__What this task involves__.
Retype the range from the line holding "use crate::error::Result;" to the last line of the listing, inclusive, exactly as it appears and with nothing else.

------------------------------

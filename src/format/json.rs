//! JSON output formatter

use crate::error::Result;
use crate::format::{OutputFormatter, SearchResponse};

/// JSON formatter - full response, pretty-printed
pub struct JsonFormatter;

impl OutputFormatter for JsonFormatter {
    fn name(&self) -> &str {
        "json"
    }

    fn description(&self) -> &str {
        "Full JSON response"
    }

    fn format(&self, response: &SearchResponse) -> Result<String> {
        Ok(serde_json::to_string_pretty(response)?)
    }
}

------------------------------

__Your response__.
use crate::error::Result;
use crate::format::{OutputFormatter, SearchResponse};

/// JSON formatter - full response, pretty-printed
pub struct JsonFormatter;

impl OutputFormatter for JsonFormatter {
    fn name(&self) -> &str {
        "json"
    }

    fn description(&self) -> &str {
        "Full JSON response"
    }

    fn format(&self, response: &SearchResponse) -> Result<String> {
        Ok(serde_json::to_string_pretty(response)?)
    }
}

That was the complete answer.